§ **What the task asks**
From the listing below, copy each line that holds "UnknownByteOrder".

§ **Records supplied**
------------------------
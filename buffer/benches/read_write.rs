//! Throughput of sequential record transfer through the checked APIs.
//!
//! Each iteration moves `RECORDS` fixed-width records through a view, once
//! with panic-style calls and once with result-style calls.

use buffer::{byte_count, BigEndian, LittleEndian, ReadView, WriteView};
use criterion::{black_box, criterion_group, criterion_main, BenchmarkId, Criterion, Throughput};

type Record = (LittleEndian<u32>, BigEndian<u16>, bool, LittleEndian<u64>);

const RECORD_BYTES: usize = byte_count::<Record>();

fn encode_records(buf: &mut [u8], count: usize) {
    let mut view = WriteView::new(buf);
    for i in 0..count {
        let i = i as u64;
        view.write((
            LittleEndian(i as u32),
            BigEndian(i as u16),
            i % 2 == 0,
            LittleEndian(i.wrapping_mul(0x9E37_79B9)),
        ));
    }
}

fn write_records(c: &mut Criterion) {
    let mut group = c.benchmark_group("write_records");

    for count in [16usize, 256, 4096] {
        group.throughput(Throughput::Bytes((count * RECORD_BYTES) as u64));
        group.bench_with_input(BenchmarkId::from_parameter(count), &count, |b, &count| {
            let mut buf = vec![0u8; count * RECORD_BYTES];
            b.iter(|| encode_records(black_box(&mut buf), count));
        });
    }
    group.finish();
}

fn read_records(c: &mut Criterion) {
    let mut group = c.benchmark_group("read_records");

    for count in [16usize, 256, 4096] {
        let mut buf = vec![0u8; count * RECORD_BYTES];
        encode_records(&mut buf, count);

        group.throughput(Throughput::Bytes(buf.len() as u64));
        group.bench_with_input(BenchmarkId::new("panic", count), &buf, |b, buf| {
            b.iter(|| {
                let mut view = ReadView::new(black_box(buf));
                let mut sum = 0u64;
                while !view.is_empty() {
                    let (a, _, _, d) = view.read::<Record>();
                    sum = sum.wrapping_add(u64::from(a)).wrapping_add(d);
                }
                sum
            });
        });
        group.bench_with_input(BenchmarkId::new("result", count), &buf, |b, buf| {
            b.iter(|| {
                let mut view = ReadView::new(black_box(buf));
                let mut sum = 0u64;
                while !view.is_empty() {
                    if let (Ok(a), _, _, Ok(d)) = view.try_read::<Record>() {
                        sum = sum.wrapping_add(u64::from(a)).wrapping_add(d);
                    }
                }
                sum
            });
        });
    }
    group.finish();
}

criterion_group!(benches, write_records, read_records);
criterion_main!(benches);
------------------------
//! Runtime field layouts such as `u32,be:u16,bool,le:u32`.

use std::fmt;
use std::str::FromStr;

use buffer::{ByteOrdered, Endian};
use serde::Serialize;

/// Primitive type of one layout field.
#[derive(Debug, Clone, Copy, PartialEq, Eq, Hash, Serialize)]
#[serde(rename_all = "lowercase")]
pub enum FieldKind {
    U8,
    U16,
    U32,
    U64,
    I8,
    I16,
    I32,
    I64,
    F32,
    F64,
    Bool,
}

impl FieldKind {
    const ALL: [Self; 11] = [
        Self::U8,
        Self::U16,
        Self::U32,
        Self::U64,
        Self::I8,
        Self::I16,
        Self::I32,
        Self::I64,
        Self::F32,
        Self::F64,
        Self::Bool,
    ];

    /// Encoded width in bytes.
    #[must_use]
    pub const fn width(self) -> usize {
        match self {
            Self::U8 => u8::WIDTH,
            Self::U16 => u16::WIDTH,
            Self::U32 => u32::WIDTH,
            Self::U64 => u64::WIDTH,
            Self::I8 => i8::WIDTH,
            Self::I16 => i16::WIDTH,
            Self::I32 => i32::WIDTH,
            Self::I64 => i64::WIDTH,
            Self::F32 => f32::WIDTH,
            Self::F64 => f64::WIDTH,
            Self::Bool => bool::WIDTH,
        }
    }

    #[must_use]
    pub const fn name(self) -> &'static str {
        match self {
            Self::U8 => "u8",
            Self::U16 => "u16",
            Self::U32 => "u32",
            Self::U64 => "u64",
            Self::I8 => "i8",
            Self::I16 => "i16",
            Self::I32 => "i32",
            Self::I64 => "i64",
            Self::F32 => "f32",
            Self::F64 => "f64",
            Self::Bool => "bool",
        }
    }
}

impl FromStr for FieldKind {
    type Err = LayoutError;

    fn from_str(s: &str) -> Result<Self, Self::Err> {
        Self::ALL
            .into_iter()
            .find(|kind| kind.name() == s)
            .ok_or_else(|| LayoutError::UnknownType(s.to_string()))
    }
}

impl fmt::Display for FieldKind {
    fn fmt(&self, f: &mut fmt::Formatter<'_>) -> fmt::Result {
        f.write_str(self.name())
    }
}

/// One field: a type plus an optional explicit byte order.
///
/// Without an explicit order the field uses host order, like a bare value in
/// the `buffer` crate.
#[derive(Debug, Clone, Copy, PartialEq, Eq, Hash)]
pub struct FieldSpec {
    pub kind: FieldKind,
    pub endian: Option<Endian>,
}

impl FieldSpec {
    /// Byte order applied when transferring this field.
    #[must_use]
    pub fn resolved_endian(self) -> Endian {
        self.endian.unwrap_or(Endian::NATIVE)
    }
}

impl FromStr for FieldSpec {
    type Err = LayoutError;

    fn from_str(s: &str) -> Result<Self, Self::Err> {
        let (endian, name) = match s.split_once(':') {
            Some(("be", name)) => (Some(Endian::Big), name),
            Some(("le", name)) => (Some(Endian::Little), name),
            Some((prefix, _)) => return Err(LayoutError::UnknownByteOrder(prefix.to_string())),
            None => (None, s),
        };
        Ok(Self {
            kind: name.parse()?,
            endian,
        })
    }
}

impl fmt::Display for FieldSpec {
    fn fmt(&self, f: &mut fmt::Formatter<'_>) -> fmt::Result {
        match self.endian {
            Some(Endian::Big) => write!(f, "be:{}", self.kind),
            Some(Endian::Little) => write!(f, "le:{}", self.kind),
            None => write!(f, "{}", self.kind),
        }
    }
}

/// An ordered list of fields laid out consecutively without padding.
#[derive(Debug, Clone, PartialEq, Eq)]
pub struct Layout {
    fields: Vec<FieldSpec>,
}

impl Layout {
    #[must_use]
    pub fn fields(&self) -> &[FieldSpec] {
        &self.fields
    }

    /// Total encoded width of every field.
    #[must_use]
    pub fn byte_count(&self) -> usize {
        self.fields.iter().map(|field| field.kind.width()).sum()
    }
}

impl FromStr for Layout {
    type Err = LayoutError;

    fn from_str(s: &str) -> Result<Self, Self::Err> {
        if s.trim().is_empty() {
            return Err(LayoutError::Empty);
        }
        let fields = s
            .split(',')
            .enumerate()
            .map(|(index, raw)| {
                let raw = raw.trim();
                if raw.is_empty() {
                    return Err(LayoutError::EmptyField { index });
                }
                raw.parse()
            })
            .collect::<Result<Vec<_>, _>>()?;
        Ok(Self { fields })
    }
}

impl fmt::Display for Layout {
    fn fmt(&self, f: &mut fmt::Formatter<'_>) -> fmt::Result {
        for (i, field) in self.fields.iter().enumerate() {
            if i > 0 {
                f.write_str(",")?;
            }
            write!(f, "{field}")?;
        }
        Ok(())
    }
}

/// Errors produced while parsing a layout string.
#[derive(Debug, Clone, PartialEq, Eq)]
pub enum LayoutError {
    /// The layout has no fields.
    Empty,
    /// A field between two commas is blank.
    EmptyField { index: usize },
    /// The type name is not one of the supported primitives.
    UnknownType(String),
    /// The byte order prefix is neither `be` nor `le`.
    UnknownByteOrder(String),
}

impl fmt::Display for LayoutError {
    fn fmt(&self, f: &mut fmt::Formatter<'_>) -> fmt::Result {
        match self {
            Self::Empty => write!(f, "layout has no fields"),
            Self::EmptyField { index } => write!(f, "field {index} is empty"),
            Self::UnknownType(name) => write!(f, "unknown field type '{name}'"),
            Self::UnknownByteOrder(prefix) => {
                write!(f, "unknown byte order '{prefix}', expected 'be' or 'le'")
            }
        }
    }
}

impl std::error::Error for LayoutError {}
------------------------
§ **Reply**
            Some((prefix, _)) => return Err(LayoutError::UnknownByteOrder(prefix.to_string())),
    UnknownByteOrder(String),
            Self::UnknownByteOrder(prefix) => {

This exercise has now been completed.